**TASK TO CARRY OUT:** Lift out all lines below that contain "nothing".
** Opening SUPPLIED MATERIAL block **
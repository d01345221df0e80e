// SPDX-License-Identifier: BUSL-1.1
// Copyright (c) 2026 Joborc Contributors

//! Job Manager (§4.5): the only path that mutates [`Job`] records. Every
//! mutation that corresponds to a lifecycle or progress event in §6.2
//! publishes it on the [`EventBus`] in the same call — Step Managers and
//! the Job Processor never publish these directly.

use crate::error::EngineError;
use crate::event_bus::EventBus;
use joborc_core::{Clock, Counters, CountersDelta, Event, Job, JobId, JobStatus, JobType, JsonMap};
use joborc_storage::{JobFilter, QueueStorage, StepStats};
use std::collections::HashMap;
use std::sync::Arc;
use tokio_util::sync::CancellationToken;

pub struct JobManager<C: Clock> {
    storage: Arc<dyn QueueStorage>,
    bus: EventBus,
    clock: C,
}

impl<C: Clock> JobManager<C> {
    pub fn new(storage: Arc<dyn QueueStorage>, bus: EventBus, clock: C) -> Self {
        Self { storage, bus, clock }
    }

    pub async fn create_job(
        &self,
        parent_id: Option<JobId>,
        job_type: JobType,
        action: impl Into<String>,
        name: impl Into<String>,
        config: JsonMap,
    ) -> Result<JobId, EngineError> {
        self.create_job_with_manager(parent_id, job_type, action, name, config, None).await
    }

    /// Same as [`Self::create_job`], but tags the new job with the owning
    /// Step job's id (§3.1's `manager_id`) — used when a Step Manager
    /// spawns a worker child rather than the Definition Orchestrator
    /// creating a root or step job.
    pub async fn create_job_with_manager(
        &self,
        parent_id: Option<JobId>,
        job_type: JobType,
        action: impl Into<String>,
        name: impl Into<String>,
        config: JsonMap,
        manager_id: Option<JobId>,
    ) -> Result<JobId, EngineError> {
        let now = self.clock.epoch_ms();
        let job = Job::new(JobId::new(), parent_id, job_type, action, name, config, now).with_manager_id(manager_id);
        let id = job.id;
        self.storage.save_job(job).await?;
        let _ = self.bus.publish(&CancellationToken::new(), Event::JobCreated { job_id: id, job_type: job_type.to_string(), parent_id });
        Ok(id)
    }

    pub fn now_ms(&self) -> u64 {
        self.clock.epoch_ms()
    }

    pub async fn get_job(&self, id: JobId) -> Result<Option<Job>, EngineError> {
        Ok(self.storage.get_job(id).await?)
    }

    pub async fn get_child_jobs(&self, parent_id: JobId) -> Result<Vec<Job>, EngineError> {
        Ok(self.storage.get_child_jobs(parent_id).await?)
    }

    pub async fn list_jobs(&self, filter: &JobFilter) -> Result<Vec<Job>, EngineError> {
        Ok(self.storage.list_jobs(filter).await?)
    }

    /// Idempotent (§4.5, §8 round-trip law): re-requesting a job's current
    /// terminal status returns `Ok(false)` and publishes nothing.
    pub async fn update_job_status(
        &self,
        id: JobId,
        status: JobStatus,
        message: Option<String>,
    ) -> Result<bool, EngineError> {
        let now = self.clock.epoch_ms();
        let changed = self.storage.update_job_status(id, status, message.clone(), now).await?;
        if changed {
            if let Some(event) = Event::for_status_transition(id, status, now, message.as_deref(), HashMap::new()) {
                let _ = self.bus.publish(&CancellationToken::new(), event);
            }
        }
        Ok(changed)
    }

    /// The sole counter mutation path (§4.5). All-zero deltas are a no-op
    /// (§8 idempotence law) and still publish `job_progress` so subscribers
    /// observe the current counters on request, even when nothing changed.
    pub async fn update_progress_counters_atomic(
        &self,
        id: JobId,
        delta: CountersDelta,
    ) -> Result<Counters, EngineError> {
        let now = self.clock.epoch_ms();
        let counters = self.storage.update_progress_counters_atomic(id, delta, now).await?;
        let _ = self.bus.publish(
            &CancellationToken::new(),
            Event::JobProgress { job_id: id, current: counters.completed_children as u64, total: counters.total_children as u64, counters },
        );
        Ok(counters)
    }

    pub async fn increment_document_count_atomic(&self, id: JobId) -> Result<i64, EngineError> {
        Ok(self.storage.increment_document_count_atomic(id).await?)
    }

    pub async fn update_job_heartbeat(&self, id: JobId) -> Result<(), EngineError> {
        let now = self.clock.epoch_ms();
        Ok(self.storage.update_job_heartbeat(id, now).await?)
    }

    /// Called exactly once at process startup (§4.5).
    pub async fn mark_running_jobs_as_pending(&self, reason: &str) -> Result<u64, EngineError> {
        let now = self.clock.epoch_ms();
        Ok(self.storage.mark_running_jobs_as_pending(reason, now).await?)
    }

    pub async fn get_stale_jobs(&self, threshold_minutes: u64) -> Result<Vec<Job>, EngineError> {
        let now = self.clock.epoch_ms();
        Ok(self.storage.get_stale_jobs(threshold_minutes, now).await?)
    }

    pub async fn get_step_stats(&self, manager_id: JobId) -> Result<StepStats, EngineError> {
        Ok(self.storage.get_step_stats(manager_id).await?)
    }

    pub async fn list_step_jobs(&self, manager_id: JobId) -> Result<Vec<Job>, EngineError> {
        Ok(self.storage.list_step_jobs(manager_id).await?)
    }
}

#[cfg(test)]
#[path = "job_manager_tests.rs"]
mod tests;
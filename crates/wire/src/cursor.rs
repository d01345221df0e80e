// SPDX-License-Identifier: BUSL-1.1
// Copyright (c) 2026 Joborc Contributors

//! Opaque pagination cursor for the log read API (§6.3, §8 round-trip law).
//!
//! A cursor encodes the sort position of the last entry seen: the
//! full-precision timestamp, the job it belongs to (disambiguates ties
//! across jobs in a k-way merge), and its [`joborc_core::Sequence`]. It is
//! base64-encoded so it's safe to pass as a single query-string value, and
//! is otherwise meaningless to the client — `GetLogs` never round-trips one
//! back to the caller except as `next_cursor`.

use base64::engine::general_purpose::URL_SAFE_NO_PAD;
use base64::Engine;
use joborc_core::JobId;
use thiserror::Error;

#[derive(Debug, Clone, PartialEq, Eq)]
pub struct Cursor {
    pub full_timestamp: String,
    pub job_id: JobId,
    pub sequence: String,
}

#[derive(Debug, Error)]
pub enum CursorError {
    #[error("malformed cursor")]
    Malformed,
}

impl Cursor {
    pub fn encode(&self) -> String {
        let raw = format!("{}|{}|{}", self.full_timestamp, self.job_id, self.sequence);
        URL_SAFE_NO_PAD.encode(raw)
    }

    pub fn decode(opaque: &str) -> Result<Self, CursorError> {
        let raw = URL_SAFE_NO_PAD.decode(opaque).map_err(|_| CursorError::Malformed)?;
        let raw = String::from_utf8(raw).map_err(|_| CursorError::Malformed)?;
        let mut parts = raw.splitn(3, '|');
        let full_timestamp = parts.next().ok_or(CursorError::Malformed)?.to_string();
        let job_id_str = parts.next().ok_or(CursorError::Malformed)?;
        let sequence = parts.next().ok_or(CursorError::Malformed)?.to_string();
        if full_timestamp.is_empty() || sequence.is_empty() {
            return Err(CursorError::Malformed);
        }
        if job_id_str.is_empty() {
            return Err(CursorError::Malformed);
        }
        let job_id = JobId::from_string(job_id_str);
        Ok(Cursor { full_timestamp, job_id, sequence })
    }
}

#[cfg(test)]
#[path = "cursor_tests.rs"]
mod tests;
** Closing SUPPLIED MATERIAL block **
**TASK SOLUTION:**
    /// terminal status returns `Ok(false)` and publishes nothing.
    /// observe the current counters on request, even when nothing changed.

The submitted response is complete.